* _The problem_: The answer must consist of every line in the data that contains "UnknownPicture".

Data items:

//! Error types for calculator configuration, solving and problem files.

use thiserror::Error;

/// Result type alias used throughout the crate.
pub type Result<T> = std::result::Result<T, Error>;

/// Everything that can make a calculator operation fail.
///
/// Infeasible coverage is not an error: it is reported as a valid cover with
/// a fraction below one.
#[derive(Error, Debug)]
pub enum Error {
    /// Configuration was attempted after the first solve froze the calculator.
    #[error("calculator is already computing; configuration is closed")]
    ComputePhase,

    #[error("picture limit of {max} reached")]
    PictureLimit { max: usize },

    #[error("expected {expected} values, got {actual}")]
    LengthMismatch { expected: usize, actual: usize },

    #[error("binary value at element {element} must be 0 or 1, got {value}")]
    NonBinaryValue { element: usize, value: u32 },

    #[error("value {value} at element {element} exceeds maximum {max}")]
    ValueOutOfRange { element: usize, value: u32, max: u32 },

    #[error("required cover was already set")]
    RequiredCoverAlreadySet,

    #[error("no pictures were added")]
    NoPictures,

    #[error("cover limit must lie strictly between 0 and 1, got {0}")]
    InvalidCoverLimit(f64),

    #[error("size limit must be positive")]
    InvalidSizeLimit,

    #[error("picture index {index} out of range ({count} pictures)")]
    UnknownPicture { index: usize, count: usize },

    /// A previous computation was aborted and its state released.
    #[error("calculator was aborted by an earlier failure and can only be dropped")]
    Unusable,

    /// An internal invariant of the search was violated.
    #[error("internal error: {0}")]
    Internal(String),

    #[error("IO error: {0}")]
    Io(#[from] std::io::Error),

    #[error("line {line}: {message}")]
    Parse { line: usize, message: String },
}

impl Error {
    /// Returns true for errors raised by the caller's misuse of the API, as
    /// opposed to failures inside a running computation.
    pub fn is_configuration(&self) -> bool {
        matches!(
            self,
            Error::ComputePhase
                | Error::PictureLimit { .. }
                | Error::LengthMismatch { .. }
                | Error::NonBinaryValue { .. }
                | Error::ValueOutOfRange { .. }
                | Error::RequiredCoverAlreadySet
                | Error::NoPictures
                | Error::InvalidCoverLimit(_)
                | Error::InvalidSizeLimit
                | Error::UnknownPicture { .. }
        )
    }
}
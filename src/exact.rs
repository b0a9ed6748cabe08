//! Exact branch-and-bound search.
//!
//! Every node branches on its split element: the still-needed element seen by
//! the fewest pictures. Some chosen picture has to cover it, so only the
//! pictures covering it become children, which keeps the branching factor
//! small. Children are tried in order of descending selection rank and
//! branches are pruned against the incumbent.

use log::info;

use crate::coverage::Coverage;
use crate::error::{Error, Result};
use crate::search::{Limits, Search, Selection};

/// Static per-picture and per-element scores used to order the search.
#[derive(Debug)]
struct Ranking {
    /// Selection rank per picture: sum of `1 / visibility` over its elements.
    rank: Vec<f64>,
    /// Pictures covering each element, in increasing index order.
    covering: Vec<Vec<usize>>,
    /// Sum of the selection ranks of the pictures covering each element.
    total_rank: Vec<f64>,
}

impl Ranking {
    fn new<C: Coverage>(coverage: &C) -> Self {
        let element_count = coverage.element_count();
        let picture_count = coverage.picture_count();

        let covering: Vec<Vec<usize>> = (0..element_count)
            .map(|element| {
                (0..picture_count)
                    .filter(|&picture| coverage.covers(picture, element))
                    .collect()
            })
            .collect();

        let mut rank = vec![0.0; picture_count];
        for pictures in &covering {
            let share = 1.0 / pictures.len() as f64;
            for &picture in pictures {
                rank[picture] += share;
            }
        }

        let total_rank = covering
            .iter()
            .map(|pictures| pictures.iter().map(|&picture| rank[picture]).sum())
            .collect();

        Self {
            rank,
            covering,
            total_rank,
        }
    }

    /// Visibility-set size of an element.
    #[inline]
    fn visibility(&self, element: usize) -> usize {
        self.covering[element].len()
    }

    /// Picks the still-needed element with the smallest visibility set,
    /// breaking ties by the largest total selection rank, then lowest index.
    fn split_element<C: Coverage>(&self, coverage: &C, need: &C::Need) -> Option<usize> {
        let mut split: Option<usize> = None;
        for element in 0..coverage.element_count() {
            if coverage.still_needed(need, element) == 0 {
                continue;
            }
            let better = match split {
                None => true,
                Some(current) => {
                    let (visibility, current_visibility) =
                        (self.visibility(element), self.visibility(current));
                    visibility < current_visibility
                        || (visibility == current_visibility
                            && self.total_rank[element] > self.total_rank[current])
                }
            };
            if better {
                split = Some(element);
            }
        }
        split
    }
}

/// One child of a search node.
#[derive(Debug, Clone, Copy)]
struct Branch {
    /// Number of pictures on the path including this one.
    size: usize,
    /// Cumulative cover after adding `picture`.
    covered: u64,
    picture: usize,
    rank: f64,
}

/// Runs the exact search, seeded with the greedy answer.
///
/// Returns the best selection found; with a size limit this may be the seed
/// itself when no smaller selection exists within the limit.
pub(crate) fn solve<C: Coverage>(
    coverage: &C,
    limits: Limits,
    seed: Selection,
) -> Result<Selection> {
    let ranking = Ranking::new(coverage);
    let mut search = Search::new(coverage, limits, seed);

    explore(&mut search, &ranking, 0, coverage.root_need())?;

    info!(
        "exact: {} nodes, {} incumbent improvements in {:.2?}",
        search.nodes,
        search.incumbent.improvements(),
        search.started.elapsed()
    );
    search
        .into_selection()
        .ok_or_else(|| Error::Internal("exact search finished without an incumbent".into()))
}

fn explore<C: Coverage>(
    search: &mut Search<'_, C>,
    ranking: &Ranking,
    covered: u64,
    need: C::Need,
) -> Result<()> {
    search.nodes += 1;
    if search.should_stop(covered, &need) {
        return Ok(());
    }

    let coverage = search.coverage;
    let split = ranking.split_element(coverage, &need).ok_or_else(|| {
        Error::Internal("unsatisfied need without any still-needed element".into())
    })?;

    let depth = search.depth();
    let mut children: Vec<Branch> = ranking.covering[split]
        .iter()
        .filter(|&&picture| !search.is_used(picture))
        .map(|&picture| Branch {
            size: depth + 1,
            covered: covered + coverage.marginal_value(picture, &need),
            picture,
            rank: ranking.rank[picture],
        })
        .collect();

    if children.is_empty() {
        return Err(Error::Internal(format!(
            "element {split} still needs cover but every picture covering it is used"
        )));
    }

    // stable: equal ranks keep increasing picture order
    children.sort_by(|a, b| b.rank.total_cmp(&a.rank));

    for child in children {
        debug_assert_eq!(child.size, search.depth() + 1);
        let mut child_need = need.clone();
        coverage.subtract(child.picture, &mut child_need);

        search.push(child.picture);
        let result = explore(search, ranking, child.covered, child_need);
        search.pop();
        result?;

        if search.siblings_exhausted() {
            break;
        }
    }

    Ok(())
}

#[cfg(test)]
mod tests {
    use test_log::test;

    use super::*;
    use crate::compact::{prepare_weighted, shrink};
    use crate::greedy;

    fn pictures(rows: &[&[u32]]) -> Vec<Vec<u32>> {
        rows.iter().map(|row| row.to_vec()).collect()
    }

    fn run<C: Coverage>(coverage: &C, limits: Limits) -> Selection {
        let seed = greedy::solve(coverage, &limits);
        solve(coverage, limits, seed).unwrap()
    }

    #[test]
    fn test_selection_rank_favours_unique_pictures() {
        // element 2 is only seen by picture 1
        let raw = pictures(&[&[1, 1, 0], &[1, 0, 1], &[0, 1, 0]]);
        let coverage = shrink(3, &raw, None);
        let ranking = Ranking::new(&coverage);

        assert_eq!(ranking.visibility(2), 1);
        assert!((ranking.rank[0] - 1.0).abs() < 1e-9);
        assert!((ranking.rank[1] - 1.5).abs() < 1e-9);
        assert!((ranking.rank[2] - 0.5).abs() < 1e-9);

        let split = ranking.split_element(&coverage, &coverage.root_need());
        assert_eq!(split, Some(2));
    }

    #[test]
    fn test_exact_beats_greedy() {
        // greedy takes the wide middle picture and then needs two more;
        // the two halves cover everything on their own
        let raw = pictures(&[
            &[1, 1, 1, 0, 0, 0],
            &[0, 0, 0, 1, 1, 1],
            &[0, 1, 1, 1, 1, 0],
        ]);
        let coverage = shrink(6, &raw, None);
        let seed = greedy::solve(&coverage, &Limits::default());
        assert_eq!(seed.pictures.len(), 3);

        let selection = solve(&coverage, Limits::default(), seed).unwrap();
        assert_eq!(selection.pictures.len(), 2);
        assert_eq!(selection.covered, 6);
        let mut chosen = selection.pictures.clone();
        chosen.sort();
        assert_eq!(chosen, vec![0, 1]);
    }

    #[test]
    fn test_exact_four_element_scenario() {
        let raw = pictures(&[&[1, 1, 0, 0], &[0, 0, 1, 1], &[1, 0, 0, 1]]);
        let coverage = shrink(4, &raw, None);
        let selection = run(&coverage, Limits::default());

        assert_eq!(selection.pictures.len(), 2);
        assert_eq!(selection.covered, 4);
        assert!(selection.goal);
    }

    #[test]
    fn test_exact_weighted_infeasible_reports_best_partial() {
        let raw = pictures(&[&[10, 0], &[0, 5]]);
        let required = [10, 10];
        let coverage = prepare_weighted(2, 255, &raw, Some(&required[..]));
        let selection = run(&coverage, Limits::default());

        assert_eq!(selection.covered, 15);
        assert_eq!(selection.pictures.len(), 2);
    }

    #[test]
    fn test_size_limit_keeps_greedy_safety_net() {
        let raw = pictures(&[&[1, 1, 0, 0], &[0, 0, 1, 1], &[1, 0, 0, 1]]);
        let coverage = shrink(4, &raw, None);
        let limits = Limits {
            size: Some(1),
            cover: None,
        };
        let selection = run(&coverage, limits);

        // nothing of size 1 covers everything, the greedy pair survives
        assert_eq!(selection.pictures.len(), 2);
        assert!(selection.goal);
    }

    #[test]
    fn test_incumbents_improve_monotonically() {
        let raw: Vec<Vec<u32>> = (0..12)
            .map(|p| (0..16).map(|e| u32::from((e * 7 + p * 5) % 12 < 4)).collect())
            .collect();
        let coverage = shrink(16, &raw, None);
        let seed = greedy::solve(&coverage, &Limits::default());
        let mut search = Search::new(&coverage, Limits::default(), seed);
        let ranking = Ranking::new(&coverage);
        explore(&mut search, &ranking, 0, coverage.root_need()).unwrap();

        let history = search.incumbent.history();
        assert!(!history.is_empty());
        for pair in history.windows(2) {
            let ((size_before, cover_before), (size_after, cover_after)) = (pair[0], pair[1]);
            assert!(cover_after >= cover_before);
            assert!(size_after <= size_before);
        }
    }
}
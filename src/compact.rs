//! Turns raw pictures into the processed form the solvers work on.
//!
//! Binary problems are shrunk and zipped: original elements with the same
//! coverage signature (the set of pictures covering them) are merged into one
//! processed element, elements nobody covers or nobody requires are dropped,
//! and each picture is packed into a bit set over the processed elements.
//! Weighted problems keep their amounts and only get a coverable need.

use log::debug;
use rustc_hash::FxHashMap;

use crate::bitset::BitSet;
use crate::coverage::{BinaryCoverage, WeightedCoverage};

/// Shrinks and packs binary pictures.
///
/// `required` is a 0/1 mask over original elements; `None` requires every
/// element. All slices must have length `image_size`.
pub fn shrink(
    image_size: usize,
    pictures: &[Vec<u32>],
    required: Option<&[u32]>,
) -> BinaryCoverage {
    let picture_count = pictures.len();

    let mut signature_index: FxHashMap<BitSet, usize> = FxHashMap::default();
    let mut signatures: Vec<BitSet> = Vec::new();
    let mut weights: Vec<u64> = Vec::new();
    let mut required_total = 0u64;
    let mut uncoverable = 0usize;

    for element in 0..image_size {
        if required.is_some_and(|mask| mask[element] == 0) {
            continue;
        }
        required_total += 1;

        let mut signature = BitSet::new(picture_count);
        for (picture_index, picture) in pictures.iter().enumerate() {
            if picture[element] != 0 {
                signature.insert(picture_index);
            }
        }
        if signature.is_clear() {
            uncoverable += 1;
            continue;
        }

        // elements with identical signatures are interchangeable for the search
        if let Some(&processed) = signature_index.get(&signature) {
            weights[processed] += 1;
        } else {
            signature_index.insert(signature.clone(), signatures.len());
            signatures.push(signature);
            weights.push(1);
        }
    }

    let processed_size = signatures.len();
    let mut packed = vec![BitSet::new(processed_size); picture_count];
    for (processed, signature) in signatures.iter().enumerate() {
        for picture_index in signature.ones() {
            packed[picture_index].insert(processed);
        }
    }

    debug!(
        "shrink: {} original elements -> {} processed ({} required, {} uncoverable)",
        image_size, processed_size, required_total, uncoverable
    );

    BinaryCoverage {
        pictures: packed,
        weights,
        required_total,
    }
}

/// Prepares weighted pictures.
///
/// Without an explicit requirement every element must be covered up to
/// `max_value`. The root need of each element is capped at the sum of what
/// all pictures supply there.
pub fn prepare_weighted(
    image_size: usize,
    max_value: u32,
    pictures: &[Vec<u32>],
    required: Option<&[u32]>,
) -> WeightedCoverage {
    let required = match required {
        Some(amounts) => amounts.to_vec(),
        None => vec![max_value; image_size],
    };
    let required_total = required.iter().map(|&amount| u64::from(amount)).sum();

    let coverable: Vec<u32> = required
        .iter()
        .enumerate()
        .map(|(element, &amount)| {
            let supply: u64 = pictures
                .iter()
                .map(|picture| u64::from(picture[element]))
                .sum();
            // the cap is at most `amount`, so it fits back into u32
            supply.min(u64::from(amount)) as u32
        })
        .collect();

    debug!(
        "weighted: {} elements, {} required, {} coverable",
        image_size,
        required_total,
        coverable.iter().map(|&amount| u64::from(amount)).sum::<u64>()
    );

    WeightedCoverage {
        pictures: pictures.to_vec(),
        coverable,
        required_total,
    }
}

#[cfg(test)]
mod tests {
    use test_log::test;

    use super::*;
    use crate::coverage::Coverage;

    #[test]
    fn test_identical_signatures_merge() {
        let pictures = vec![vec![1, 1, 0, 0], vec![0, 0, 1, 1], vec![1, 0, 0, 1]];
        let coverage = shrink(4, &pictures, None);

        // signatures: e0={0,2}, e1={0}, e2={1}, e3={1,2}: nothing merges
        assert_eq!(coverage.element_count(), 4);

        // without the diagonal picture, each half shares one signature
        let pictures = vec![vec![1, 1, 0, 0], vec![0, 0, 1, 1]];
        let coverage = shrink(4, &pictures, None);
        assert_eq!(coverage.element_count(), 2);
        assert_eq!(coverage.weights, vec![2, 2]);
        assert_eq!(coverage.required_total(), 4);
        assert!(coverage.covers(0, 0));
        assert!(!coverage.covers(0, 1));
    }

    #[test]
    fn test_uncoverable_and_excluded_elements_dropped() {
        let pictures = vec![vec![1, 0, 0, 1], vec![1, 0, 0, 0]];
        let mask = [1, 1, 1, 0];
        let coverage = shrink(4, &pictures, Some(&mask[..]));

        // element 3 is excluded, elements 1 and 2 are uncoverable
        assert_eq!(coverage.element_count(), 1);
        assert_eq!(coverage.required_total(), 3);
        assert_eq!(coverage.marginal_value(0, &coverage.root_need()), 1);
    }

    #[test]
    fn test_packed_pictures_span_words() {
        // enough distinct signatures to need more than one word
        let elements = 150;
        let pictures: Vec<Vec<u32>> = (0..8)
            .map(|p| (0..elements).map(|e| u32::from((e >> p) & 1 == 1)).collect())
            .collect();
        let coverage = shrink(elements, &pictures, None);

        // element 0 has no picture; 1..=149 map onto 149 distinct signatures
        assert_eq!(coverage.element_count(), 149);
        assert_eq!(coverage.required_total(), 150);
        let total: u64 = coverage.weights.iter().sum();
        assert_eq!(total, 149);
    }

    #[test]
    fn test_weighted_default_requirement_and_cap() {
        let pictures = vec![vec![10, 0], vec![0, 5]];
        let coverage = prepare_weighted(2, 255, &pictures, None);
        assert_eq!(coverage.required_total(), 510);
        assert_eq!(coverage.coverable, vec![10, 5]);

        let required = [10, 10];
        let coverage = prepare_weighted(2, 255, &pictures, Some(&required[..]));
        assert_eq!(coverage.required_total(), 20);
        assert_eq!(coverage.root_need(), vec![10, 5]);
    }
}
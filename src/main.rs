//! Set-Cover Calculator
//!
//! Loads a problem file (an image size, an optional required cover and a list
//! of pictures) and selects a small set of pictures covering the image with
//! the greedy, exact or exhaustive strategy.

use std::path::PathBuf;
use std::process::ExitCode;

use clap::{Parser, Subcommand};
use log::error;
use simplelog::{ColorChoice, Config, LevelFilter, TermLogger, TerminalMode};

use setcover::{persistence, Calculator, Cover};

/// Finds minimal sets of pictures covering an image.
#[derive(Parser)]
#[command(name = "setcover")]
#[command(author, version, about, long_about = None)]
struct Cli {
    /// Problem file to solve.
    problem: PathBuf,

    /// Also write the result to this file.
    #[arg(short, long)]
    output: Option<PathBuf>,

    /// Log search details.
    #[arg(short, long, conflicts_with = "quiet")]
    verbose: bool,

    /// Only log warnings and errors.
    #[arg(short, long)]
    quiet: bool,

    #[command(subcommand)]
    command: Command,
}

#[derive(Subcommand)]
enum Command {
    /// Pick pictures by largest marginal cover.
    Greedy,
    /// Branch-and-bound search for a smallest cover.
    Exact {
        /// Maximum number of pictures to consider.
        #[arg(long)]
        size_limit: Option<usize>,
    },
    /// Enumerate picture combinations in index order.
    Exhaustive {
        /// Accept any selection covering this fraction (strictly between 0 and 1).
        #[arg(long)]
        cover_limit: Option<f64>,
        /// Maximum number of pictures to consider.
        #[arg(long)]
        size_limit: Option<usize>,
    },
    /// Score the given pictures against the uncompacted problem.
    Evaluate {
        /// Picture indices.
        #[arg(required = true)]
        pictures: Vec<usize>,
    },
}

fn main() -> ExitCode {
    let cli = Cli::parse();

    let level = if cli.verbose {
        LevelFilter::Debug
    } else if cli.quiet {
        LevelFilter::Warn
    } else {
        LevelFilter::Info
    };
    if let Err(e) = TermLogger::init(
        level,
        Config::default(),
        TerminalMode::Mixed,
        ColorChoice::Auto,
    ) {
        eprintln!("Failed to initialize logging: {}", e);
    }

    match run(&cli) {
        Ok(cover) => {
            println!("{}", cover);
            if let Some(path) = &cli.output {
                if let Err(e) = persistence::save_cover(path, &cover) {
                    error!("Failed to save result to {}: {}", path.display(), e);
                    return ExitCode::FAILURE;
                }
            }
            ExitCode::SUCCESS
        }
        Err(e) => {
            error!("{}", e);
            ExitCode::FAILURE
        }
    }
}

/// Loads the problem and runs the selected command.
fn run(cli: &Cli) -> setcover::Result<Cover> {
    let mut calculator: Calculator = persistence::load(&cli.problem)?;

    match cli.command {
        Command::Greedy => calculator.greedy(),
        Command::Exact { size_limit } => calculator.exact(size_limit),
        Command::Exhaustive {
            cover_limit,
            size_limit,
        } => calculator.exhaustive(cover_limit, size_limit),
        Command::Evaluate { ref pictures } => calculator.evaluate(pictures),
    }
}

#[cfg(test)]
mod tests {
    use super::*;

    #[test]
    fn test_cli_parses_exhaustive_limits() {
        let cli = Cli::parse_from([
            "setcover",
            "problem.txt",
            "exhaustive",
            "--cover-limit",
            "0.9",
            "--size-limit",
            "4",
        ]);
        match cli.command {
            Command::Exhaustive {
                cover_limit,
                size_limit,
            } => {
                assert_eq!(cover_limit, Some(0.9));
                assert_eq!(size_limit, Some(4));
            }
            _ => panic!("expected exhaustive command"),
        }
    }

    #[test]
    fn test_cli_rejects_verbose_and_quiet() {
        let result = Cli::try_parse_from(["setcover", "-v", "-q", "problem.txt", "greedy"]);
        assert!(result.is_err());
    }
}
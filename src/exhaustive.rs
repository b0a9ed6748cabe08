//! Bounded exhaustive enumeration in increasing picture order.
//!
//! Each combination is visited once: a child only adds pictures with a higher
//! index than its parent's last one. Pruning uses the same incumbent rules as
//! the exact search, and a cover limit below one makes any combination that
//! reaches it an acceptable answer.

use std::time::Instant;

use log::info;

use crate::coverage::Coverage;
use crate::search::{Limits, Search, Selection};

/// Number of visited combinations between two progress reports.
const PROGRESS_INTERVAL: u64 = 1 << 20;

/// Runs the exhaustive search, seeded with the greedy answer.
pub(crate) fn solve<C: Coverage>(coverage: &C, limits: Limits, seed: Selection) -> Selection {
    let mut search = Search::new(coverage, limits, seed.clone());
    let mut progress = Progress::default();

    explore(&mut search, &mut progress, 0, 0, coverage.root_need());

    info!(
        "exhaustive: {} combinations, {} incumbent improvements in {:.2?}",
        search.nodes,
        search.incumbent.improvements(),
        search.started.elapsed()
    );
    // the seed was installed as first incumbent, so one always exists
    search.into_selection().unwrap_or(seed)
}

/// Periodic progress reporting.
#[derive(Default)]
struct Progress {
    last_report: Option<Instant>,
}

impl Progress {
    fn tick<C: Coverage>(&mut self, search: &Search<'_, C>) {
        if search.nodes % PROGRESS_INTERVAL != 0 {
            return;
        }
        let since_last = self.last_report.map(|last| last.elapsed());
        info!(
            "exhaustive: {} combinations examined, {:.1?} elapsed (last interval {:.1?}), best size {}",
            search.nodes,
            search.started.elapsed(),
            since_last.unwrap_or_default(),
            search
                .incumbent
                .best()
                .map_or(0, |best| best.pictures.len())
        );
        self.last_report = Some(Instant::now());
    }
}

fn explore<C: Coverage>(
    search: &mut Search<'_, C>,
    progress: &mut Progress,
    first: usize,
    covered: u64,
    need: C::Need,
) {
    search.nodes += 1;
    progress.tick(search);
    if search.should_stop(covered, &need) {
        return;
    }

    let coverage = search.coverage;
    let mut expanded = false;
    for picture in first..coverage.picture_count() {
        let value = coverage.marginal_value(picture, &need);
        if value == 0 {
            continue;
        }
        expanded = true;

        let mut child_need = need.clone();
        coverage.subtract(picture, &mut child_need);

        search.push(picture);
        explore(search, progress, picture + 1, covered + value, child_need);
        search.pop();

        if search.siblings_exhausted() {
            break;
        }
    }

    if !expanded {
        // nothing left to add along this branch
        search.consider(covered, false);
    }
}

* _Output for this exercise_:
    UnknownPicture { index: usize, count: usize },
                | Error::UnknownPicture { .. }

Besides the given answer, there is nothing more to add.